20 Sep 2017

Community cafe at risk with building sale

8:38 pm on 20 September 2017

Volunteers who run a cafe in one of New Plymouth's poorest neighbourhoods fear it might close down if a buyer sensitive to their cause cannot be found.

Community Action Worker Ruth Pfister says volunteers staff the cafe and run its garden out the back.

Community Action Worker Ruth Pfister says volunteers staff the cafe and run its garden out the back. Photo: RNZ / Robin Martin

The Marfell Community Cafe's lease expires next month and the building's owner has put it on the market.

The Together Grow Better Communities Trust set up the cafe three years ago to give the neighbourhood a focal point and train locals in hospitality and catering skills.

Community Action Worker Ruth Pfister said the cafe was filling an important role in the area.

"There is no community centre in Marfell, so this is a place where people can hang out, where people can come in and informally learn a little about food handling, food preparation, storage and just showing up for work really."

Ms Pfister said the building's sale had been unsettling.

"At the moment we know we're safely here until the end of October and we're hoping it's not going to be sold to someone who wants to turn it into something more of a private venture.

"This is a community hub. We would very much like to think it could continue that way."

Lorna Fawkner is a volunteer who trains the others in how to bake.

Lorna Fawkner is a volunteer who trains the others in how to bake. Photo: RNZ / Robin Martin

Ms Pfister said many of the volunteers lived alone and the cafe offered them valuable social contact and something worthwhile to do.

A social agency told Trent Aubrey Lock-Pue about the trust's op-shop two years ago and he has been volunteering with it ever since.

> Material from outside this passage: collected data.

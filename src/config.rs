//! Configuration System
//!
//! Handles loading configuration from files and environment variables.
//! Supports TOML config files and environment variable overrides.

use serde::Deserialize;
use std::path::{Path, PathBuf};

/// Main configuration structure
#[derive(Debug, Clone, Default, Deserialize)]
pub struct Config {
    #[serde(default)]
    pub api: ApiConfig,

    #[serde(default)]
    pub data: DataConfig,

    #[serde(default)]
    pub storage: StorageConfig,

    #[serde(default)]
    pub dashboard: DashboardConfig,

    #[serde(default)]
    pub history: HistoryConfig,

    #[serde(default)]
    pub map: MapConfig,

    #[serde(default)]
    pub logging: LoggingConfig,
}

/// Backend REST API (login, flood reports)
#[derive(Debug, Clone, Deserialize)]
pub struct ApiConfig {
    #[serde(default = "default_api_url")]
    pub base_url: String,

    #[serde(default = "default_request_timeout")]
    pub request_timeout_secs: u64,
}

fn default_api_url() -> String {
    "http://localhost:5001".to_string()
}

fn default_request_timeout() -> u64 {
    30
}

impl Default for ApiConfig {
    fn default() -> Self {
        Self {
            base_url: default_api_url(),
            request_timeout_secs: default_request_timeout(),
        }
    }
}

/// Static data published by the weather collector
#[derive(Debug, Clone, Deserialize)]
pub struct DataConfig {
    #[serde(default = "default_data_url")]
    pub base_url: String,
}

fn default_data_url() -> String {
    "http://localhost:4200/WeatheriaBackend/weatheria".to_string()
}

impl Default for DataConfig {
    fn default() -> Self {
        Self {
            base_url: default_data_url(),
        }
    }
}

/// Local client state
#[derive(Debug, Clone, Deserialize)]
pub struct StorageConfig {
    #[serde(default = "default_state_dir")]
    pub state_dir: String,

    #[serde(default = "default_downloads_dir")]
    pub downloads_dir: String,
}

fn default_state_dir() -> String {
    dirs::data_local_dir()
        .map(|p| p.join("weatheria").to_string_lossy().to_string())
        .unwrap_or_else(|| "./weatheria_state".to_string())
}

fn default_downloads_dir() -> String {
    dirs::download_dir()
        .map(|p| p.to_string_lossy().to_string())
        .unwrap_or_else(|| ".".to_string())
}

impl Default for StorageConfig {
    fn default() -> Self {
        Self {
            state_dir: default_state_dir(),
            downloads_dir: default_downloads_dir(),
        }
    }
}

impl StorageConfig {
    fn expand_home(&mut self) {
        self.state_dir = expand_home(&self.state_dir);
        self.downloads_dir = expand_home(&self.downloads_dir);
    }
}

/// Resolve a leading `~` or `~/` against the user's home directory
fn expand_home(path: &str) -> String {
    let rest = match path.strip_prefix('~') {
        Some("") => "",
        Some(rest) if rest.starts_with('/') => rest.trim_start_matches('/'),
        _ => return path.to_string(),
    };

    match dirs::home_dir() {
        Some(home) if rest.is_empty() => home.to_string_lossy().to_string(),
        Some(home) => home.join(rest).to_string_lossy().to_string(),
        None => {
            tracing::warn!(path, "No home directory to expand");
            path.to_string()
        }
    }
}

/// Dashboard screen
#[derive(Debug, Clone, Deserialize)]
pub struct DashboardConfig {
    #[serde(default = "default_refresh_interval")]
    pub refresh_interval_secs: u64,
}

fn default_refresh_interval() -> u64 {
    900 // 15 minutes
}

impl Default for DashboardConfig {
    fn default() -> Self {
        Self {
            refresh_interval_secs: default_refresh_interval(),
        }
    }
}

/// Where the history screen lists its days from
#[derive(Debug, Clone, Copy, PartialEq, Eq, Default, Deserialize)]
#[serde(rename_all = "lowercase")]
pub enum HistorySourceKind {
    /// `history/index.json` listing of CSV files
    #[default]
    Index,
    /// Keyed map of dates in a realtime database
    Remote,
}

/// History screen
#[derive(Debug, Clone, Deserialize)]
pub struct HistoryConfig {
    #[serde(default)]
    pub source: HistorySourceKind,

    #[serde(default = "default_remote_url")]
    pub remote_url: String,
}

fn default_remote_url() -> String {
    "https://weatheriadx-default-rtdb.firebaseio.com/historial".to_string()
}

impl Default for HistoryConfig {
    fn default() -> Self {
        Self {
            source: HistorySourceKind::default(),
            remote_url: default_remote_url(),
        }
    }
}

/// Flood map screen
#[derive(Debug, Clone, Deserialize)]
pub struct MapConfig {
    #[serde(default = "default_center_lat")]
    pub center_lat: f64,

    #[serde(default = "default_center_lng")]
    pub center_lng: f64,

    #[serde(default = "default_zoom")]
    pub zoom: i32,

    #[serde(default = "default_location_label")]
    pub location_label: String,

    #[serde(default = "default_report_window")]
    pub report_window_hours: i64,

    #[serde(default = "default_geolocation_timeout")]
    pub geolocation_timeout_secs: u64,

    /// Position reported as the device location, if known
    pub device_lat: Option<f64>,
    pub device_lng: Option<f64>,
}

fn default_center_lat() -> f64 {
    20.5888
}

fn default_center_lng() -> f64 {
    -100.3961
}

fn default_zoom() -> i32 {
    10
}

fn default_location_label() -> String {
    "Estación - Universidad Tecnológica de Querétaro".to_string()
}

fn default_report_window() -> i64 {
    24
}

fn default_geolocation_timeout() -> u64 {
    8
}

impl Default for MapConfig {
    fn default() -> Self {
        Self {
            center_lat: default_center_lat(),
            center_lng: default_center_lng(),
            zoom: default_zoom(),
            location_label: default_location_label(),
            report_window_hours: default_report_window(),
            geolocation_timeout_secs: default_geolocation_timeout(),
            device_lat: None,
            device_lng: None,
        }
    }
}

/// Logging configuration
#[derive(Debug, Clone, Deserialize)]
pub struct LoggingConfig {
    #[serde(default = "default_log_level")]
    pub level: String,

    #[serde(default = "default_log_format")]
    pub format: String,
}

fn default_log_level() -> String {
    "info".to_string()
}

fn default_log_format() -> String {
    "pretty".to_string()
}

impl Default for LoggingConfig {
    fn default() -> Self {
        Self {
            level: default_log_level(),
            format: default_log_format(),
        }
    }
}

impl Config {
    /// Load configuration from a file
    pub fn load(path: &Path) -> Result<Self, ConfigError> {
        let content = std::fs::read_to_string(path).map_err(|e| ConfigError::Io {
            path: path.to_path_buf(),
            error: e.to_string(),
        })?;

        Self::parse(&content).map_err(|e| ConfigError::Parse {
            path: path.to_path_buf(),
            error: e.to_string(),
        })
    }

    fn parse(content: &str) -> Result<Self, toml::de::Error> {
        let mut config: Config = toml::from_str(content)?;
        config.storage.expand_home();
        Ok(config)
    }

    /// Load configuration from environment variables only
    pub fn from_env() -> Self {
        let mut config = Config::default();
        config.apply_env_overrides();
        config
    }

    /// Load configuration with environment variable overrides
    pub fn load_with_env(path: &Path) -> Result<Self, ConfigError> {
        let mut config = Self::load(path)?;
        config.apply_env_overrides();
        Ok(config)
    }

    /// Load from default locations or environment
    pub fn load_default() -> Self {
        let config_paths = [
            dirs::config_dir().map(|p| p.join("weatheria").join("config.toml")),
            Some(PathBuf::from("/etc/weatheria/config.toml")),
            Some(PathBuf::from("./config.toml")),
        ];

        for path_opt in config_paths.iter().flatten() {
            if path_opt.exists() {
                match Self::load_with_env(path_opt) {
                    Ok(config) => {
                        tracing::info!("Loaded config from {:?}", path_opt);
                        return config;
                    }
                    Err(e) => {
                        tracing::warn!("Failed to load config from {:?}: {}", path_opt, e);
                    }
                }
            }
        }

        tracing::debug!("Using default config with environment overrides");
        Self::from_env()
    }

    /// Apply environment variable overrides to an existing config
    fn apply_env_overrides(&mut self) {
        if let Ok(url) = std::env::var("WEATHERIA_API_URL") {
            self.api.base_url = url;
        }
        if let Ok(url) = std::env::var("WEATHERIA_DATA_URL") {
            self.data.base_url = url;
        }
        if let Ok(dir) = std::env::var("WEATHERIA_STATE_DIR") {
            self.storage.state_dir = expand_home(&dir);
        }
        if let Ok(level) = std::env::var("WEATHERIA_LOG_LEVEL") {
            self.logging.level = level;
        }
        if let Ok(format) = std::env::var("WEATHERIA_LOG_FORMAT") {
            self.logging.format = format;
        }
    }
}

/// Configuration errors
#[derive(Debug, thiserror::Error)]
pub enum ConfigError {
    #[error("Failed to read config file {path:?}: {error}")]
    Io { path: PathBuf, error: String },

    #[error("Failed to parse config file {path:?}: {error}")]
    Parse { path: PathBuf, error: String },
}

/// Generate a default config file content
pub fn generate_default_config() -> String {
    r#"# Weatheria Configuration
#
# Environment variables override these settings:
# - WEATHERIA_API_URL
# - WEATHERIA_DATA_URL
# - WEATHERIA_STATE_DIR
# - WEATHERIA_LOG_LEVEL
# - WEATHERIA_LOG_FORMAT

[api]
# Backend serving /login, /flood_history and /report_flood
base_url = "http://localhost:5001"

# Request timeout in seconds
request_timeout_secs = 30

[data]
# Where registros.json, the forecast and history/ are published
base_url = "http://localhost:4200/WeatheriaBackend/weatheria"

[storage]
# Directory holding the session token
state_dir = "~/.local/share/weatheria"

# Directory for downloaded day files
downloads_dir = "~/Downloads"

[dashboard]
# How often the dashboard refreshes while open (seconds)
refresh_interval_secs = 900

[history]
# "index" reads history/index.json, "remote" reads a keyed map of dates
source = "index"
remote_url = "https://weatheriadx-default-rtdb.firebaseio.com/historial"

[map]
center_lat = 20.5888
center_lng = -100.3961
zoom = 10
location_label = "Estación - Universidad Tecnológica de Querétaro"

# Reported floods older than this are hidden (hours)
report_window_hours = 24

# How long to wait for a device position (seconds)
geolocation_timeout_secs = 8

# Device position used by flood reports, if known
# device_lat = 20.59
# device_lng = -100.39

[logging]
# Log level: trace, debug, info, warn, error
level = "info"

# Log format: pretty (for development) or json (for production)
format = "pretty"
"#
    .to_string()
}

#[cfg(test)]
mod tests {
    use super::*;

    #[test]
    fn test_generated_config_parses() {
        let config = Config::parse(&generate_default_config()).unwrap();
        assert_eq!(config.api.base_url, "http://localhost:5001");
        assert_eq!(config.dashboard.refresh_interval_secs, 900);
        assert_eq!(config.history.source, HistorySourceKind::Index);
        assert_eq!(config.map.report_window_hours, 24);
        assert_eq!(config.map.device_lat, None);
    }

    #[test]
    fn test_partial_config_uses_defaults() {
        let config = Config::parse(
            r#"
[history]
source = "remote"

[map]
zoom = 12
"#,
        )
        .unwrap();

        assert_eq!(config.history.source, HistorySourceKind::Remote);
        assert_eq!(config.map.zoom, 12);
        assert_eq!(config.map.center_lat, 20.5888);
        assert_eq!(config.logging.level, "info");
    }

    #[test]
    fn test_generated_storage_paths_are_absolute() {
        let config = Config::parse(&generate_default_config()).unwrap();
        let store = crate::session::FileTokenStore::new(&config.storage.state_dir);

        assert!(store.path().is_absolute(), "{:?}", store.path());
        assert!(!config.storage.state_dir.contains('~'));
        assert!(Path::new(&config.storage.downloads_dir).is_absolute());
    }

    #[test]
    fn test_expand_home() {
        let home = dirs::home_dir().unwrap();
        assert_eq!(expand_home("~"), home.to_string_lossy());
        assert_eq!(
            expand_home("~/Downloads"),
            home.join("Downloads").to_string_lossy()
        );
        assert_eq!(expand_home("/var/lib/weatheria"), "/var/lib/weatheria");
        assert_eq!(expand_home("~ana/files"), "~ana/files");
        assert_eq!(expand_home("./state"), "./state");
    }

    #[test]
    fn test_load_missing_file() {
        let err = Config::load(Path::new("/nonexistent/weatheria.toml")).unwrap_err();
        assert!(matches!(err, ConfigError::Io { .. }));
    }
}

"It's a good experience, I get to learn to cook things and help in the garden. I used to help next door before the cafe opened but now it's mostly in here."

Mr Lock-Pue said he did not have a regular job and the cafe gave him something to look forward to doing every day.

The cafe's frybread expert Tracy Edwards was trying her hand at something a bit different when RNZ visited.

"I've been making frybread and a banana cake, oh and yo-yos. It's the first time ever I've done a cake. It's for a birthday for a lady tomorrow. I was quite rapt, I'm very rapt."

Tracy Edwards with her batch of yo-yo biscuits.

Tracy Edwards with her batch of yo-yo biscuits. Photo: RNZ / Robin Martin

Ms Edwards was concerned the cafe might close.

"Well, really I was quite shattered when I heard it's going to close down but hey, maybe we can still work on it. I don't know if we can."

Local resident Tanisha Rangihaeata is a regular customer and reckoned the cafe was great. She said it would be a shame if it had to close down.

"It's got a lot of love. Like everything they do here is done by volunteers and a lot of people from the neighbourhood come here and create this wonderful food that I love to eat.

"It would be quite disappointing (if it was to close). It's actually really enjoyable to have this here and have the community being something to do with it. It would be quite upsetting if they were to close it."

The building's owner Peter Gunn originally set up the Together Grow Better Communities Trust.

The Marfell Community Cafe.

The Marfell Community Cafe. Photo: RNZ / Robin Martin

Mr Gunn said the cafe was a spin-off from the neighbouring op-shop and had grown to a point where it needed to stand on its own two feet.

"They're doing really well. They've set up an excellent community group, they're doing great support work and they've got a social work group working with them.

"When you're running something like this and you set it up from the bottom you can stay with them for so long, but then it's pointless staying there for ever and a day when we can carry on and do something else somewhere else."

Mr Gunn said he would only sell the building to someone who was willing take on the cafe as a going concern.

He said he was prepared to sell for a fair price and hoped a large philanthropic organisation could step in and buy cafe so it did not have to carry any debt.

The trust's current chairman Andrew Pepper said it understood Mr Gunn's position and it was confident the cafe could continue to run in some capacity.